### Exercise inputs

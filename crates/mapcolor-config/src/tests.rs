//! Tests for solver configuration.

use super::*;

#[test]
fn test_toml_parsing() {
    let toml = r#"
        default_strategy = "greedy"
        region_order = "degree_descending"

        [palette]
        default_max_colors = 5
        label_prefix = "c"

        [termination]
        step_count_limit = 1000
        millis_spent_limit = 250
    "#;

    let config = SolverConfig::from_toml_str(toml).unwrap();
    assert_eq!(config.default_strategy, StrategyKind::Greedy);
    assert_eq!(config.region_order, RegionOrder::DegreeDescending);
    assert_eq!(config.palette.default_max_colors, 5);
    assert_eq!(config.palette.label_prefix, "c");
    assert_eq!(config.step_count_limit(), Some(1000));
    assert_eq!(config.time_limit(), Some(Duration::from_millis(250)));
}

#[test]
fn test_yaml_parsing() {
    let yaml = r#"
        default_strategy: forward_checking
        palette:
          default_max_colors: 4
        termination:
          seconds_spent_limit: 3
    "#;

    let config = SolverConfig::from_yaml_str(yaml).unwrap();
    assert_eq!(config.default_strategy, StrategyKind::ForwardChecking);
    assert_eq!(config.region_order, RegionOrder::Declared);
    assert_eq!(config.palette.default_max_colors, 4);
    assert_eq!(config.palette.label_prefix, "color");
    assert_eq!(config.time_limit(), Some(Duration::from_secs(3)));
}

#[test]
fn test_empty_document_uses_defaults() {
    let config = SolverConfig::from_toml_str("").unwrap();
    assert_eq!(config.default_strategy, StrategyKind::Backtracking);
    assert_eq!(config.palette, PaletteConfig::default());
    assert!(config.termination.is_none());
    assert_eq!(config.time_limit(), None);
}

#[test]
fn test_unknown_strategy_is_a_parse_error() {
    let err = SolverConfig::from_toml_str(r#"default_strategy = "tabu""#).unwrap_err();
    assert!(matches!(err, ConfigError::Toml(_)));
}

#[test]
fn test_zero_step_budget_is_invalid() {
    let toml = r#"
        [termination]
        step_count_limit = 0
    "#;
    let err = SolverConfig::from_toml_str(toml).unwrap_err();
    assert!(matches!(err, ConfigError::Invalid(_)));
}

#[test]
fn test_missing_file_is_io_error() {
    let err = SolverConfig::load("does/not/exist.toml").unwrap_err();
    assert!(matches!(err, ConfigError::Io(_)));
}

#[test]
fn test_builder() {
    let config = SolverConfig::new()
        .with_default_strategy(StrategyKind::Greedy)
        .with_region_order(RegionOrder::DegreeDescending)
        .with_step_count_limit(10)
        .with_termination_seconds(1)
        .with_termination_millis(500);

    assert_eq!(config.default_strategy, StrategyKind::Greedy);
    assert_eq!(config.step_count_limit(), Some(10));
    assert_eq!(config.time_limit(), Some(Duration::from_millis(1500)));
}

#[test]
fn test_resolve_palette_uses_configured_prefix() {
    let mut config = SolverConfig::default();
    config.palette.label_prefix = "hue".to_string();

    let palette = config.resolve_palette(Some(Vec::new()), Some(2));
    assert_eq!(palette.colors(), ["hue0", "hue1"]);
}

#[test]
fn test_huge_time_limit_saturates() {
    let config = SolverConfig::new()
        .with_termination_seconds(u64::MAX)
        .with_termination_millis(u64::MAX);

    assert_eq!(config.time_limit(), Some(Duration::MAX));
}

#[test]
fn test_default_palette_must_fit_limit() {
    let toml = r#"
        [palette]
        default_max_colors = 8
        max_colors_limit = 4
    "#;
    let err = SolverConfig::from_toml_str(toml).unwrap_err();
    assert!(matches!(err, ConfigError::Invalid(_)));
}

#[test]
fn test_palette_limit_parsing() {
    let config = SolverConfig::from_toml_str("[palette]\nmax_colors_limit = 16").unwrap();
    assert_eq!(config.palette.max_colors_limit, 16);
    assert_eq!(config.palette.default_max_colors, DEFAULT_MAX_COLORS);

    let config = SolverConfig::default();
    assert_eq!(config.palette.max_colors_limit, DEFAULT_MAX_COLORS_LIMIT);
}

### Task description
Reprint exactly, and only, the lines running from the one containing "assert_eq!(config.step_count_limit(), Some(10));" through the last line of the listing above.

### Answer to this problem
    assert_eq!(config.step_count_limit(), Some(10));
    assert_eq!(config.time_limit(), Some(Duration::from_millis(1500)));
}

#[test]
fn test_resolve_palette_uses_configured_prefix() {
    let mut config = SolverConfig::default();
    config.palette.label_prefix = "hue".to_string();

    let palette = config.resolve_palette(Some(Vec::new()), Some(2));
    assert_eq!(palette.colors(), ["hue0", "hue1"]);
}

#[test]
fn test_huge_time_limit_saturates() {
    let config = SolverConfig::new()
        .with_termination_seconds(u64::MAX)
        .with_termination_millis(u64::MAX);

    assert_eq!(config.time_limit(), Some(Duration::MAX));
}

#[test]
fn test_default_palette_must_fit_limit() {
    let toml = r#"
        [palette]
        default_max_colors = 8
        max_colors_limit = 4
    "#;
    let err = SolverConfig::from_toml_str(toml).unwrap_err();
    assert!(matches!(err, ConfigError::Invalid(_)));
}

#[test]
fn test_palette_limit_parsing() {
    let config = SolverConfig::from_toml_str("[palette]\nmax_colors_limit = 16").unwrap();
    assert_eq!(config.palette.max_colors_limit, 16);
    assert_eq!(config.palette.default_max_colors, DEFAULT_MAX_COLORS);

    let config = SolverConfig::default();
    assert_eq!(config.palette.max_colors_limit, DEFAULT_MAX_COLORS_LIMIT);
}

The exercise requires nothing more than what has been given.